Les récents événements trouvent leur raison d'être dans cette logique. Le lobby pro-marocain du parlement européen a obtenu que l'on remette un « passeport pour la liberté » au capitaine de l'armée marocaine, Mimuni Zeggai, prisonnier de guerre du Front Polisario depuis 27 ans. L'argument principal est que ces prisonniers de guerre se trouvent en captivité « en violation flagrante » de l'article 118 de la 3ème convention de Genève du 12 août 1949, relative au traitement dû aux prisonniers de guerre. En effet, cet article prescrit que « les prisonniers de guerre soient libérés et rapatriés, sans retard, dès la fin des hostilités actives ». Les hostilités actives, mais non pas la guerre, ont cessé en septembre 1991. Alors, apparemment, le Maroc aurait raison si ce n'est, à ce petit détail près, que le Maroc veut appliquer la convention de Genève à un Etat, la RASD, qui n'en est pas partie prenante puisqu'elle ne l'a pas ratifiée. Il ne conviendrait pas d'arguer que l'Algérie, elle, l'a ratifiée, car la guerre n'a pas eu lieu avec l'Algérie, et les prisonniers ne sont pas aux mains d'Alger (même s'ils sont sur territoire algérien, concédé provisoirement à la RASD).
Quel devrait être le dénouement de cette histoire ? À l'heure actuelle, les uniques obligations contractées internationalement par le Front Polisario s'agissant des prisonniers de guerre sont celles contenues dans le plan de paix. Si le Maroc ne veut pas qu'ait lieu le référendum d'autodétermination prévu par le plan de paix, c'est qu'il demeure partisan que les prisonniers de guerre restent en captivité. Tel était le pacte. Et si le Maroc ne respecte pas sa part, le Front Polisario n'a pas à respecter la sienne. Que le Front Polisario ou la RASD doivent libérer les prisonniers de guerre en vertu d'une autre obligation internationale est une autre question.

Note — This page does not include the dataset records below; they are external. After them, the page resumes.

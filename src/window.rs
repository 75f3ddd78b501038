//! Overlap-save streaming window processor.
//!
//! Buffers valid feature frames, slices overlapping inference windows,
//! commits only each window's stable interior to a growing logit
//! accumulator, and re-decodes the whole accumulator after every commit.
//! Committed rows are monotone, non-overlapping and strictly in frame
//! order; the hypothesis after chunk `k` depends only on the frames seen
//! so far.

use crate::decoder::CtcDecoder;
use crate::defaults::{COMMIT_SIZE, LEFT_CONTEXT, WINDOW_SIZE};
use crate::error::{CuedecError, Result};
use crate::features::FrameFeatures;
use crate::model::{Logits, ModelAdapter};
use std::sync::Arc;

/// One decoded snapshot of the stream.
#[derive(Debug, Clone, Default, PartialEq)]
pub struct RecognitionResult {
    /// Count of valid frames at decode time.
    pub frame_number: usize,
    /// Best-hypothesis phonemes, post-processed for display.
    pub phonemes: Vec<String>,
    /// Homophone-corrected sentence, when a corrector is attached and ran.
    pub sentence: Option<String>,
    /// Score of the best hypothesis; 0 when nothing decoded.
    pub confidence: f32,
}

impl RecognitionResult {
    /// Returns true when no phonemes were decoded.
    pub fn is_empty(&self) -> bool {
        self.phonemes.is_empty()
    }
}

/// Streaming overlap-save processor.
pub struct WindowProcessor {
    decoder: Arc<CtcDecoder>,
    adapter: Arc<ModelAdapter>,
    valid_features: Vec<FrameFeatures>,
    committed: Vec<Logits>,
    chunk_idx: usize,
    next_window_needed: usize,
    /// Model vocabulary size pinned at the first non-empty inference.
    pinned_vocab: usize,
    total_frames_seen: usize,
    chunks_processed: usize,
}

impl WindowProcessor {
    /// Creates a processor over a shared decoder and model adapter.
    pub fn new(decoder: Arc<CtcDecoder>, adapter: Arc<ModelAdapter>) -> Self {
        Self {
            decoder,
            adapter,
            valid_features: Vec::new(),
            committed: Vec::new(),
            chunk_idx: 0,
            next_window_needed: WINDOW_SIZE,
            pinned_vocab: 0,
            total_frames_seen: 0,
            chunks_processed: 0,
        }
    }

    /// Clears all buffered state for a new utterance.
    pub fn reset(&mut self) {
        self.valid_features.clear();
        self.committed.clear();
        self.chunk_idx = 0;
        self.next_window_needed = WINDOW_SIZE;
        self.pinned_vocab = 0;
        self.total_frames_seen = 0;
        self.chunks_processed = 0;
    }

    /// Pushes one frame. `None` records a dropped (invalid) frame.
    ///
    /// Returns true when enough valid frames are buffered for the next
    /// decode.
    pub fn push_frame(&mut self, features: Option<FrameFeatures>) -> bool {
        self.total_frames_seen += 1;

        let Some(features) = features else {
            return false;
        };
        self.valid_features.push(features);

        self.valid_features.len() >= self.next_window_needed
    }

    /// Decodes the next ready window and returns the accumulated
    /// transcript. A call before the threshold is met is a no-op
    /// returning the empty result.
    pub fn process_window(&mut self) -> Result<RecognitionResult> {
        let mut result = RecognitionResult {
            frame_number: self.valid_features.len(),
            ..Default::default()
        };

        if !self.adapter.is_loaded() {
            return Ok(result);
        }

        let num_valid = self.valid_features.len();
        if num_valid < self.next_window_needed {
            return Ok(result);
        }
        let last = num_valid - 1;

        let (window_start, window_end, commit_start, commit_end);
        match self.chunk_idx {
            0 => {
                window_start = 0;
                window_end = (WINDOW_SIZE - 1).min(last);
                commit_start = 0;
                commit_end = (COMMIT_SIZE - 1).min(last);
                self.next_window_needed = LEFT_CONTEXT + WINDOW_SIZE;
            }
            1 => {
                window_start = LEFT_CONTEXT;
                window_end = (window_start + WINDOW_SIZE - 1).min(last);
                // The second chunk intentionally commits only LEFT_CONTEXT
                // frames; this stitches the transient and keeps timestep
                // alignment for every later chunk.
                commit_start = COMMIT_SIZE;
                commit_end = (commit_start + LEFT_CONTEXT - 1).min(last);
                self.next_window_needed = COMMIT_SIZE + WINDOW_SIZE;
            }
            k => {
                window_start = COMMIT_SIZE * (k - 1);
                window_end = (window_start + WINDOW_SIZE - 1).min(last);
                commit_start = window_start + LEFT_CONTEXT;
                commit_end = (commit_start + COMMIT_SIZE - 1).min(last);
                self.next_window_needed = COMMIT_SIZE * k + WINDOW_SIZE;
            }
        }

        match self.process_single_window(window_start, window_end, commit_start, commit_end)? {
            Some(chunk) => {
                self.commit_and_decode(chunk, &mut result)?;
                self.chunk_idx += 1;
                Ok(result)
            }
            None => {
                self.chunk_idx += 1;
                Ok(result)
            }
        }
    }

    /// Flushes the uncommitted tail and returns the final transcript.
    ///
    /// Skipped (returning the empty result) when nothing new could be
    /// committed or the tail window is shorter than [`LEFT_CONTEXT`].
    pub fn finalize(&mut self) -> Result<RecognitionResult> {
        let mut result = RecognitionResult {
            frame_number: self.valid_features.len(),
            ..Default::default()
        };

        if !self.adapter.is_loaded() {
            return Ok(result);
        }

        let num_valid = self.valid_features.len();
        if num_valid == 0 {
            return Ok(result);
        }
        let last = num_valid - 1;

        let frames_committed = match self.chunk_idx {
            0 => 0,
            1 => COMMIT_SIZE,
            k => COMMIT_SIZE + LEFT_CONTEXT + (k - 2) * COMMIT_SIZE,
        };
        if frames_committed >= num_valid {
            return Ok(result);
        }

        let (window_start, commit_start) = match self.chunk_idx {
            0 => (0, 0),
            1 => (LEFT_CONTEXT, COMMIT_SIZE),
            k => {
                let start = COMMIT_SIZE * (k - 1);
                (start, start + LEFT_CONTEXT)
            }
        };

        if last + 1 - window_start < LEFT_CONTEXT {
            return Ok(result);
        }

        if let Some(chunk) =
            self.process_single_window(window_start, last, commit_start, last)?
        {
            self.commit_and_decode(chunk, &mut result)?;
        }
        Ok(result)
    }

    /// Runs one padded window through the model and slices out the commit
    /// range, clamped to the model's timestep count.
    fn process_single_window(
        &self,
        window_start: usize,
        window_end: usize,
        commit_start: usize,
        commit_end: usize,
    ) -> Result<Option<Logits>> {
        if window_end < window_start {
            return Ok(None);
        }

        let mut frames = self.valid_features[window_start..=window_end].to_vec();
        frames.truncate(WINDOW_SIZE);

        let logits = self.adapter.infer(&frames)?;
        if logits.is_empty() {
            return Ok(None);
        }

        let steps = logits.steps();
        let commit_start_rel = (commit_start - window_start).min(steps - 1);
        let commit_end_rel = (commit_end - window_start).min(steps - 1);
        if commit_start_rel > commit_end_rel {
            return Ok(None);
        }

        Ok(Some(logits.slice_rows(commit_start_rel, commit_end_rel)))
    }

    /// Appends a committed chunk and re-decodes the whole accumulator.
    fn commit_and_decode(&mut self, chunk: Logits, result: &mut RecognitionResult) -> Result<()> {
        let got = chunk.vocab();
        if self.pinned_vocab == 0 {
            self.pinned_vocab = got;
        } else if self.pinned_vocab != got {
            // Token indices would be meaningless across a vocabulary
            // change, so this surfaces instead of re-pinning.
            return Err(CuedecError::VocabSizeMismatch {
                pinned: self.pinned_vocab,
                got,
            });
        }

        self.committed.push(chunk);
        let full = Logits::concat(&self.committed);

        let hypotheses = self.decoder.decode(&full);
        if let Some(best) = hypotheses.first() {
            result.phonemes = self.decoder.idxs_to_tokens(&best.tokens);
            result.confidence = best.score;
            self.chunks_processed += 1;
        }
        Ok(())
    }

    /// Count of frames pushed, valid or not.
    pub fn total_frames_seen(&self) -> usize {
        self.total_frames_seen
    }

    /// Count of buffered valid frames.
    pub fn valid_frame_count(&self) -> usize {
        self.valid_features.len()
    }

    /// Count of frames dropped as invalid.
    pub fn dropped_frame_count(&self) -> usize {
        self.total_frames_seen - self.valid_features.len()
    }

    /// Count of chunks that produced a decoded hypothesis.
    pub fn chunks_processed(&self) -> usize {
        self.chunks_processed
    }

    /// Total committed timesteps across all chunks.
    pub fn committed_frames(&self) -> usize {
        self.committed.iter().map(Logits::steps).sum()
    }

    /// Valid-frame threshold that triggers the next decode.
    pub fn next_window_needed(&self) -> usize {
        self.next_window_needed
    }
}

Si la RASD ratifiait les conventions de Genève, le Maroc pourrait exiger automatiquement leur rapatriement. Le fait qu'il ait assumé unilatéralement quelques-unes des obligations dérivées de ces conventions ne l'oblige pas à toutes les assumer, tant qu'il n'aura pas ratifié ces traités.
D'ici là, demander à la RASD qu'elle respecte une convention qu'elle n'a pas signée est pur cynisme.